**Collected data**
• • • • •
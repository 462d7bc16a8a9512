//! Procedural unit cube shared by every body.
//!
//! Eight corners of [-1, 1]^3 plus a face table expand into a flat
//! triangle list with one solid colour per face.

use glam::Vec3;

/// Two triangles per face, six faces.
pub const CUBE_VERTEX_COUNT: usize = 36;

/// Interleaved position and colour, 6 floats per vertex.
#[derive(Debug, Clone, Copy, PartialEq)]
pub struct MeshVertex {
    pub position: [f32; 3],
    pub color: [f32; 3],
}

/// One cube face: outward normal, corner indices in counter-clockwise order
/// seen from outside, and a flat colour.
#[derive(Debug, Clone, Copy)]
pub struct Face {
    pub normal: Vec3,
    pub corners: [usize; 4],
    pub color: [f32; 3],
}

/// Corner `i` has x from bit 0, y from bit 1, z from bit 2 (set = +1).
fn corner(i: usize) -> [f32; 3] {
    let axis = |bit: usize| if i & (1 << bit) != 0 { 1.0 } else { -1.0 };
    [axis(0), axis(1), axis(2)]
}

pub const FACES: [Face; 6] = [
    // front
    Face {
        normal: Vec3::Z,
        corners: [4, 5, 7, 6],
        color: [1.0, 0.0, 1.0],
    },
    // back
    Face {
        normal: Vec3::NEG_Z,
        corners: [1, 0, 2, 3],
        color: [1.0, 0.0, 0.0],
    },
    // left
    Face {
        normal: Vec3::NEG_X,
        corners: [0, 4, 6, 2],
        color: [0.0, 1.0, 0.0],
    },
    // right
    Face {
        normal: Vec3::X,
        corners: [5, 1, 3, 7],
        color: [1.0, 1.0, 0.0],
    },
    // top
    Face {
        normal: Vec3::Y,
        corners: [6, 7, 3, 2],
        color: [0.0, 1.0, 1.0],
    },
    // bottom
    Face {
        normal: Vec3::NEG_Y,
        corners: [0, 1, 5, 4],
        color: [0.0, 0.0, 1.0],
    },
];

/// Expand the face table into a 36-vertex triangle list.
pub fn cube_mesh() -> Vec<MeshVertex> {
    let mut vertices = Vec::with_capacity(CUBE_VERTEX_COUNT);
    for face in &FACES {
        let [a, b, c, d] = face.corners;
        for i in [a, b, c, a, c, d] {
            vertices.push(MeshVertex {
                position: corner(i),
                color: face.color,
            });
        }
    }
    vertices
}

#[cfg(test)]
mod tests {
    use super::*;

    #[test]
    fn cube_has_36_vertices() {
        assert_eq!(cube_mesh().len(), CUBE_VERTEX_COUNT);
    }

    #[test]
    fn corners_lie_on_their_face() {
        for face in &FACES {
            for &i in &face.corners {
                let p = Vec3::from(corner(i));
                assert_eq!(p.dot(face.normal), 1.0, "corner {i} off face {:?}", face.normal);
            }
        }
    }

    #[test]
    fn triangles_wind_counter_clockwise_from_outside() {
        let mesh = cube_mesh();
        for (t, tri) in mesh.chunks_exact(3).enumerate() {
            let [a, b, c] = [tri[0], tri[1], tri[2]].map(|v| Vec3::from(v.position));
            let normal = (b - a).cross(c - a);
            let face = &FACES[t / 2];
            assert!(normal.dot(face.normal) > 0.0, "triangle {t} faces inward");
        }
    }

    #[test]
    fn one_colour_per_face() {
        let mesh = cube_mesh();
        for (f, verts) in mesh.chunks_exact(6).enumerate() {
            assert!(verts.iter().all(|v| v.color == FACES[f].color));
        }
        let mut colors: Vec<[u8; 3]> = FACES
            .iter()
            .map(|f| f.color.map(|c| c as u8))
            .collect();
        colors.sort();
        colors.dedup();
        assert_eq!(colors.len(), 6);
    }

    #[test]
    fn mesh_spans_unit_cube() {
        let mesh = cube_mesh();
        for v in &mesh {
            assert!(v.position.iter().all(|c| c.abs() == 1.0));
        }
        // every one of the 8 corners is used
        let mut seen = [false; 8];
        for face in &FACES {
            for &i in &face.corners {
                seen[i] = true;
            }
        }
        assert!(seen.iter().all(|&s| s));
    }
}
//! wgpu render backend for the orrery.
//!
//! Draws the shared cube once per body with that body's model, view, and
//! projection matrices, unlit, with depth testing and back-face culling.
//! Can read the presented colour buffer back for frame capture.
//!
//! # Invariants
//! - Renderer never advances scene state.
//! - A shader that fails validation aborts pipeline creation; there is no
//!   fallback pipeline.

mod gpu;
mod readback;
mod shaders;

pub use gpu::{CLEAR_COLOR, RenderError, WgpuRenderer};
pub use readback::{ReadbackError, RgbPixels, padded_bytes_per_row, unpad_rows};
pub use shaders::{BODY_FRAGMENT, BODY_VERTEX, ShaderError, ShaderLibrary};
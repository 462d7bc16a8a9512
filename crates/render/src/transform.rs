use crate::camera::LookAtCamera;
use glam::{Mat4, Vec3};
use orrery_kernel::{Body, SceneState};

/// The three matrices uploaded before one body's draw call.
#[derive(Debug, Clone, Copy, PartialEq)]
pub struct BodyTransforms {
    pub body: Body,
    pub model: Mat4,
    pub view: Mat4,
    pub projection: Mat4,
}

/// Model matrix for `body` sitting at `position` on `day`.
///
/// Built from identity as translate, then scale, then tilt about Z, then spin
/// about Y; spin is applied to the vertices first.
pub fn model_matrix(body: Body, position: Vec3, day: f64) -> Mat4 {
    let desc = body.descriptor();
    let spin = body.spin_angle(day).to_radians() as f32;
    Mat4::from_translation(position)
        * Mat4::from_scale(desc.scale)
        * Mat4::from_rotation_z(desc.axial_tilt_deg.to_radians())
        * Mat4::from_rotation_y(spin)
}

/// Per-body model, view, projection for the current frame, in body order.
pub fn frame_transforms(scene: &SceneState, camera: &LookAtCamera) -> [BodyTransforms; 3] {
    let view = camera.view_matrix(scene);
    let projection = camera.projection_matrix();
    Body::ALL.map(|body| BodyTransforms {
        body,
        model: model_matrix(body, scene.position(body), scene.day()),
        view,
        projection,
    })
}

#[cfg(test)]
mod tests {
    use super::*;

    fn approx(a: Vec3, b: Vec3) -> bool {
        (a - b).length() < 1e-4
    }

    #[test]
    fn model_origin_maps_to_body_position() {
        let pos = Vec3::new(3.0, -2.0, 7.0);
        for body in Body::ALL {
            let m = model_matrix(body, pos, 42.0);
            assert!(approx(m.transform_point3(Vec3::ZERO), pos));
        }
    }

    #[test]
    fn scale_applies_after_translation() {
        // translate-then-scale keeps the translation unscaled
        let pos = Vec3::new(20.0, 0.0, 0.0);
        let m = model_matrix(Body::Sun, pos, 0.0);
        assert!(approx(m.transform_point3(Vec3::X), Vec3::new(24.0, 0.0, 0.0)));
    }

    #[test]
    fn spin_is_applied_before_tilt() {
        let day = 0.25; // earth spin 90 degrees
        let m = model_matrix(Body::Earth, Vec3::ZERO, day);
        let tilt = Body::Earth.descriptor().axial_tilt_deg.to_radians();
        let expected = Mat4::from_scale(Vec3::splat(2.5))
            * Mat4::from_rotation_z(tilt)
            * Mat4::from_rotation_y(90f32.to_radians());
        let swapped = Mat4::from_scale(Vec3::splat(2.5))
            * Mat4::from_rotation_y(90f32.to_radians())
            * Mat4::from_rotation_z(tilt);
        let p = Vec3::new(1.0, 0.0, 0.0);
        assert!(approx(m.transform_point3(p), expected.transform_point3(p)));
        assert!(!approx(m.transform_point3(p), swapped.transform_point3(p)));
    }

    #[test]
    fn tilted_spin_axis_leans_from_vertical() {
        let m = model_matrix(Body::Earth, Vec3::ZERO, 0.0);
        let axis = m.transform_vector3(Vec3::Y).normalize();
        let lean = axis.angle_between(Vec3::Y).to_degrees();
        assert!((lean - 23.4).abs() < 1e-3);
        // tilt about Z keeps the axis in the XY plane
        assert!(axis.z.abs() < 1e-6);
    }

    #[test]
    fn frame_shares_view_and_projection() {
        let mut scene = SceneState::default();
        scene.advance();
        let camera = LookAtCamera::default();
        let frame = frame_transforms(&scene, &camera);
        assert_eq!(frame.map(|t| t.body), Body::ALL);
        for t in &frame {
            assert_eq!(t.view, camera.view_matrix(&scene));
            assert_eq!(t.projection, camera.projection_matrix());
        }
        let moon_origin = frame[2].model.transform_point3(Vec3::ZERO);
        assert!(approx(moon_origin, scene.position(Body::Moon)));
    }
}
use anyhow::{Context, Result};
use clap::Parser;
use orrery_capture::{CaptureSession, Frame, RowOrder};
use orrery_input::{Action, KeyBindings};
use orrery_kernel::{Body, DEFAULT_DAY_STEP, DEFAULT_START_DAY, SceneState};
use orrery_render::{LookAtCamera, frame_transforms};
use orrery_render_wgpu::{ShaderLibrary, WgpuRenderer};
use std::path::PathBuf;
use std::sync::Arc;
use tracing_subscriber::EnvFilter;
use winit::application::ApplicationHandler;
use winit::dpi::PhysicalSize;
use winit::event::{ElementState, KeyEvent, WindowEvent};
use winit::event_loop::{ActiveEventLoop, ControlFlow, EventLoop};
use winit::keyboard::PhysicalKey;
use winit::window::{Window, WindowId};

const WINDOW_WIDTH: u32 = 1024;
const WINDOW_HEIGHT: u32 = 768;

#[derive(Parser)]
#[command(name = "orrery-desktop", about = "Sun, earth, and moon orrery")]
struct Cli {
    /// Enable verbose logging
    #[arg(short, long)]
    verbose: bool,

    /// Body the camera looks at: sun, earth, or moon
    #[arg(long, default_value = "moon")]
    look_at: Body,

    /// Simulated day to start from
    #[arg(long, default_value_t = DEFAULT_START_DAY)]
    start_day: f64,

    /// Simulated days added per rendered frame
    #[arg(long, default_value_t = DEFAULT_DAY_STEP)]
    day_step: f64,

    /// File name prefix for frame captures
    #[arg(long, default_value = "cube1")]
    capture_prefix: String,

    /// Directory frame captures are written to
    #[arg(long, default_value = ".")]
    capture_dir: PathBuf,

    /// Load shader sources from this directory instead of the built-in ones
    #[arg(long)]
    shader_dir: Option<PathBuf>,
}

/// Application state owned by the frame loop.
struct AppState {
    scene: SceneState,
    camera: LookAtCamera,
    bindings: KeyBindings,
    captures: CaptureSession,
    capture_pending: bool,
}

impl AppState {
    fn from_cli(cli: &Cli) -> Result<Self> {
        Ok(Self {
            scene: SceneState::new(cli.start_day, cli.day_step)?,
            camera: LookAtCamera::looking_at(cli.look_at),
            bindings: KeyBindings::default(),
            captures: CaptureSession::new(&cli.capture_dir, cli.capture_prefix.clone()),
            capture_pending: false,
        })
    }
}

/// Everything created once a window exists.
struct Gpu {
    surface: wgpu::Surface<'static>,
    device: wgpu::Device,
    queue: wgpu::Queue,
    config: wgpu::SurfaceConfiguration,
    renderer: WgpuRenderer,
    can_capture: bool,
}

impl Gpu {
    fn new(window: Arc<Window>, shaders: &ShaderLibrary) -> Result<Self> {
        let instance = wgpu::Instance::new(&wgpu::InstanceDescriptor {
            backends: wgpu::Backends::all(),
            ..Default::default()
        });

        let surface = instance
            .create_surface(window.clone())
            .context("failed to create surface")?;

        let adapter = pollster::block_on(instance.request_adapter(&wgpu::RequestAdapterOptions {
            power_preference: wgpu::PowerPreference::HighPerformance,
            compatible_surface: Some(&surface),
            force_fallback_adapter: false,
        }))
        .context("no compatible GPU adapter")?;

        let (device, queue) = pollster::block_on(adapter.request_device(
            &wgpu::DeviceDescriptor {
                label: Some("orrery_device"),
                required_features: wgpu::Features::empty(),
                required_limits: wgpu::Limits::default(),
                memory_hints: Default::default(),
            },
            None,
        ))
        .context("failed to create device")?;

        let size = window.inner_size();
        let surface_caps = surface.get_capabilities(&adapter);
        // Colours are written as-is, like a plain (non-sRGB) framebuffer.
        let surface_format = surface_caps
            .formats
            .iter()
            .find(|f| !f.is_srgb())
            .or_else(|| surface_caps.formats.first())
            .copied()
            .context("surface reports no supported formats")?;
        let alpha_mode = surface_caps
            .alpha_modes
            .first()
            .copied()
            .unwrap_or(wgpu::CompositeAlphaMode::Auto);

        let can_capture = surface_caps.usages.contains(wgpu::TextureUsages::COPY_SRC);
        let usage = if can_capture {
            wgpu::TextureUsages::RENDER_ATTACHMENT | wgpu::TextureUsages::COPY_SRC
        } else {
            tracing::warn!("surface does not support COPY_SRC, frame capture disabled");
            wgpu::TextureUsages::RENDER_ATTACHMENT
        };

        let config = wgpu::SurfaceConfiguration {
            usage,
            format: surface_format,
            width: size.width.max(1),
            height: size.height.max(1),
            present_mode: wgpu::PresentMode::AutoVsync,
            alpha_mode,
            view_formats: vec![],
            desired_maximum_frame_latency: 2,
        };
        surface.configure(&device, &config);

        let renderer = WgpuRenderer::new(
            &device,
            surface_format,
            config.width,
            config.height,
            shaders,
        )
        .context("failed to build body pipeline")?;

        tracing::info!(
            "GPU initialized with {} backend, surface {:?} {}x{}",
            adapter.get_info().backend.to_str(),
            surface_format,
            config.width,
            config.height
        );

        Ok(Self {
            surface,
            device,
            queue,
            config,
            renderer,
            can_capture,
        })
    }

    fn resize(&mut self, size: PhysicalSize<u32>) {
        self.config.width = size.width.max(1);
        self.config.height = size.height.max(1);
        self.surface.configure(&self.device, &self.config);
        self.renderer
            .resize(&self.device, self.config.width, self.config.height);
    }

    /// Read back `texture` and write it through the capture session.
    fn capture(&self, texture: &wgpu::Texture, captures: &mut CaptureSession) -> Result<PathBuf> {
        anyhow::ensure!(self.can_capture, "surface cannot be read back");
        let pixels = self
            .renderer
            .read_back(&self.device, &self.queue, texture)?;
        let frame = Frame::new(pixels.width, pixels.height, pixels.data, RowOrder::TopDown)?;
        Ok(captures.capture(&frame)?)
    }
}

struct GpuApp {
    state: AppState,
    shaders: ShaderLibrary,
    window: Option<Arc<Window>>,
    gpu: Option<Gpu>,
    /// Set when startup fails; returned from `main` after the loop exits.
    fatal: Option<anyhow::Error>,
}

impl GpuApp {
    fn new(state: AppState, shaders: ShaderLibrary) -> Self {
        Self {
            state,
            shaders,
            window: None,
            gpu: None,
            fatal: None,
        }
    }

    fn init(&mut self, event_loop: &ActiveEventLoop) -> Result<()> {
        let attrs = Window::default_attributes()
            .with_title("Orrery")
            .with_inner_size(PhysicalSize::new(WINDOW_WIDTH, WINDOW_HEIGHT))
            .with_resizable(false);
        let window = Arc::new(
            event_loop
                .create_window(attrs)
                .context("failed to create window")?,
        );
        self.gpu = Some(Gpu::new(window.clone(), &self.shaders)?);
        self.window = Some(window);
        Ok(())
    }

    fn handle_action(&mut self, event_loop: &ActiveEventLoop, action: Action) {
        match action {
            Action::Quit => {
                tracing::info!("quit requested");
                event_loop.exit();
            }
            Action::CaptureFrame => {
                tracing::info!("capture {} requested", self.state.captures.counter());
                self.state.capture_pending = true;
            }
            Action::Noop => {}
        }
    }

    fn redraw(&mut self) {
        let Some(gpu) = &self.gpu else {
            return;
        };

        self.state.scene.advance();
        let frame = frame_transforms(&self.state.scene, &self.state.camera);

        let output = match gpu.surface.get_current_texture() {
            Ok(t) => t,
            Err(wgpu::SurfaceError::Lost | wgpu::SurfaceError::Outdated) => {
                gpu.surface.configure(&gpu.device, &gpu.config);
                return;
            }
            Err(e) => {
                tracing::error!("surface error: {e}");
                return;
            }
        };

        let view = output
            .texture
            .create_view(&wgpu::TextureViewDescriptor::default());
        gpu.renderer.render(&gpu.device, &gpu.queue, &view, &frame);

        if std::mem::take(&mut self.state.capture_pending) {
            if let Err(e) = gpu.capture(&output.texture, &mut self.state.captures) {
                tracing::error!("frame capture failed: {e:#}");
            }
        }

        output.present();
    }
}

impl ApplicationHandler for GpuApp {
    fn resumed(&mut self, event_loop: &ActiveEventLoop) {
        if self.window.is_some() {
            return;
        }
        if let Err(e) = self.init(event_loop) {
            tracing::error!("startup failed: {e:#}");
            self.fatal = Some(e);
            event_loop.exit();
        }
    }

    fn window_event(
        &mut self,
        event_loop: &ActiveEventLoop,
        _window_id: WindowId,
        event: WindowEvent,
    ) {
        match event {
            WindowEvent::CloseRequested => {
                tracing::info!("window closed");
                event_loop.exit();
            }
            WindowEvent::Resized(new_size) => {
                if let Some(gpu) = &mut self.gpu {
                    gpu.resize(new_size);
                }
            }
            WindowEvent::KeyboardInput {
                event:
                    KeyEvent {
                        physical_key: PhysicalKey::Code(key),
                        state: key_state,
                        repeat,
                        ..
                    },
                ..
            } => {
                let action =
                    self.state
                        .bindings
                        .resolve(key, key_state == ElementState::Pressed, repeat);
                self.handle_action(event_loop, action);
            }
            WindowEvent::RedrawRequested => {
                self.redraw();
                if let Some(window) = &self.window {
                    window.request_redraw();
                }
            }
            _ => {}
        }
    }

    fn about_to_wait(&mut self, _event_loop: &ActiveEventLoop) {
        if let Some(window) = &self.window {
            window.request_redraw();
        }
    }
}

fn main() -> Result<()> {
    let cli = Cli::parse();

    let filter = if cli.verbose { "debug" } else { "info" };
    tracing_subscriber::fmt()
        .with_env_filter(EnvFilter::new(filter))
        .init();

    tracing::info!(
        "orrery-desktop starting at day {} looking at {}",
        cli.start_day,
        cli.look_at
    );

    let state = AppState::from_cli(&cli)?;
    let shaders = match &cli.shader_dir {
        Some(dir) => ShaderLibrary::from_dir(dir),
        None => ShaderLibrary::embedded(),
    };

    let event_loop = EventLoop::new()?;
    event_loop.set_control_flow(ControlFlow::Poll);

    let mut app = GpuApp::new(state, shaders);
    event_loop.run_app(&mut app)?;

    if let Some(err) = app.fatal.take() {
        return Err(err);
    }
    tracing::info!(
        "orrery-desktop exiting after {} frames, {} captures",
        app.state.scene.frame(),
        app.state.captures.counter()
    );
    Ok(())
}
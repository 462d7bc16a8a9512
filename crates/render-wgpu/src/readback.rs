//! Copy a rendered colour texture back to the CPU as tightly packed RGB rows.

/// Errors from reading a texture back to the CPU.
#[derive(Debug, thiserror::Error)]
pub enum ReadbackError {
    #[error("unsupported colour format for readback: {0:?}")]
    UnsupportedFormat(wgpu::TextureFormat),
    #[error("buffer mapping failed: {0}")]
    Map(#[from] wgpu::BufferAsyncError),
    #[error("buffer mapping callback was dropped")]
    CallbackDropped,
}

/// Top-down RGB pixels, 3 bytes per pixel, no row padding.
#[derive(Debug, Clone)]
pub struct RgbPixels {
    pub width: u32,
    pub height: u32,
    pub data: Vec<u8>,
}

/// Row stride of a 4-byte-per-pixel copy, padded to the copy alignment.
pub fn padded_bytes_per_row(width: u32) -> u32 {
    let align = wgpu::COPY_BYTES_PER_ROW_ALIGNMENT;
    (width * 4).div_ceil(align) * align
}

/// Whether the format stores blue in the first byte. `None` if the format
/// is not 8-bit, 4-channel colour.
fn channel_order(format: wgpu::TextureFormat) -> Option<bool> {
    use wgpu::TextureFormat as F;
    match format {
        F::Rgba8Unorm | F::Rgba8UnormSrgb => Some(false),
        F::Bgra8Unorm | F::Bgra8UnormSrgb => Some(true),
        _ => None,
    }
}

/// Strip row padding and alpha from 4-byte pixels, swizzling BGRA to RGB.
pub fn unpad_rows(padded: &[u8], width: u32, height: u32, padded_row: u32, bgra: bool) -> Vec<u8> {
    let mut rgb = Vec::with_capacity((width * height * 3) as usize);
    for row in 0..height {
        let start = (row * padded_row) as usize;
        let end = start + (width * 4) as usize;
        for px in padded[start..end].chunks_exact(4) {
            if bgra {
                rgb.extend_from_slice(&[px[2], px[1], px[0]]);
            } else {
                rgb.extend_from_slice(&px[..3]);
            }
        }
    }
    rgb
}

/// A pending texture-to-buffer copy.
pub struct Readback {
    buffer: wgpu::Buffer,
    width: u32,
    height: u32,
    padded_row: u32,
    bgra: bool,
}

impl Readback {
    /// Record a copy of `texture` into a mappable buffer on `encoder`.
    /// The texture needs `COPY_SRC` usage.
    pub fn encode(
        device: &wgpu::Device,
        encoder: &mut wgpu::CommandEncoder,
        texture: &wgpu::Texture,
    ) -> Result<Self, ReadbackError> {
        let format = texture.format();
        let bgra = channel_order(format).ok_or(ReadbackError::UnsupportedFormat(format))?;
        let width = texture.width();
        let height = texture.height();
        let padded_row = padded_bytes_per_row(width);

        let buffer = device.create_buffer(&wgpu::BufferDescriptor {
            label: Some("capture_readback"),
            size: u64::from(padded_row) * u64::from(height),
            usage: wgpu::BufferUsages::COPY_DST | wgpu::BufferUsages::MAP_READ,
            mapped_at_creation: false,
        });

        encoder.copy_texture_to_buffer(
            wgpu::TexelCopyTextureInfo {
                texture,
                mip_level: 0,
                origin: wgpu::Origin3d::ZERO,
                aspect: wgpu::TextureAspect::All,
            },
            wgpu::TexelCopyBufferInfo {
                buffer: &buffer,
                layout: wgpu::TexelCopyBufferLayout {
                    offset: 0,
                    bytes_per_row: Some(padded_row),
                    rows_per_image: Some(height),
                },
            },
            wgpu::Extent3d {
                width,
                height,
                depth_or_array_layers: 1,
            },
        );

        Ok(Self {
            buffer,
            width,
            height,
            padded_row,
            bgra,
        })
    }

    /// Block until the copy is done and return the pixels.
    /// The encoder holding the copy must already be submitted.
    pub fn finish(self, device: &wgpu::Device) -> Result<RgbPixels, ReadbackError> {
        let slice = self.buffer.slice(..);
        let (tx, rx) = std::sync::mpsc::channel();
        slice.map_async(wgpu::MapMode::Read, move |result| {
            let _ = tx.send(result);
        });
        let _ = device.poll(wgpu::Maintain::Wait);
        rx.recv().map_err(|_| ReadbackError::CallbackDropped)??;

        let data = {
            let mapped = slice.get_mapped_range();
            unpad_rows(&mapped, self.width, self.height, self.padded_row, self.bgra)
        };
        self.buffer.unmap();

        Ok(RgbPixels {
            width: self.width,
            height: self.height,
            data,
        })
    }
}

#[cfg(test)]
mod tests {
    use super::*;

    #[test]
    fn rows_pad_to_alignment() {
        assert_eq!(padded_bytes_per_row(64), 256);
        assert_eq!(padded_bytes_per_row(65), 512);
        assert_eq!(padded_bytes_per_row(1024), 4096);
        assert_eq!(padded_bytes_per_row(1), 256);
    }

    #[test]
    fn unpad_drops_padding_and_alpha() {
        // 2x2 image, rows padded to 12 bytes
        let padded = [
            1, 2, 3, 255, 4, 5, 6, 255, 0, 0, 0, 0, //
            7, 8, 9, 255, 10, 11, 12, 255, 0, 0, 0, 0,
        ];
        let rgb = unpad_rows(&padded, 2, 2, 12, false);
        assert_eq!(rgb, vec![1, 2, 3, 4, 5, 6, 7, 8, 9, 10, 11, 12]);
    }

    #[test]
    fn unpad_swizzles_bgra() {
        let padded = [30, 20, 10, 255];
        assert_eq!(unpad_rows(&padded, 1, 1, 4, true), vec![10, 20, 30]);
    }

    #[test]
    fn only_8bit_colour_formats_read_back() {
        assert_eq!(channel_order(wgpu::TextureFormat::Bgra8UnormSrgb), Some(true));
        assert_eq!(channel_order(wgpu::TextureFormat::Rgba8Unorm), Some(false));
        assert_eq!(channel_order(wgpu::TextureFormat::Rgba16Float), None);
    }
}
• • • • •
**What to produce**
Note every line of the records that holds the word "BodyTransforms", and copy it.

**Result for this task**
pub struct BodyTransforms {
pub fn frame_transforms(scene: &SceneState, camera: &LookAtCamera) -> [BodyTransforms; 3] {
    Body::ALL.map(|body| BodyTransforms {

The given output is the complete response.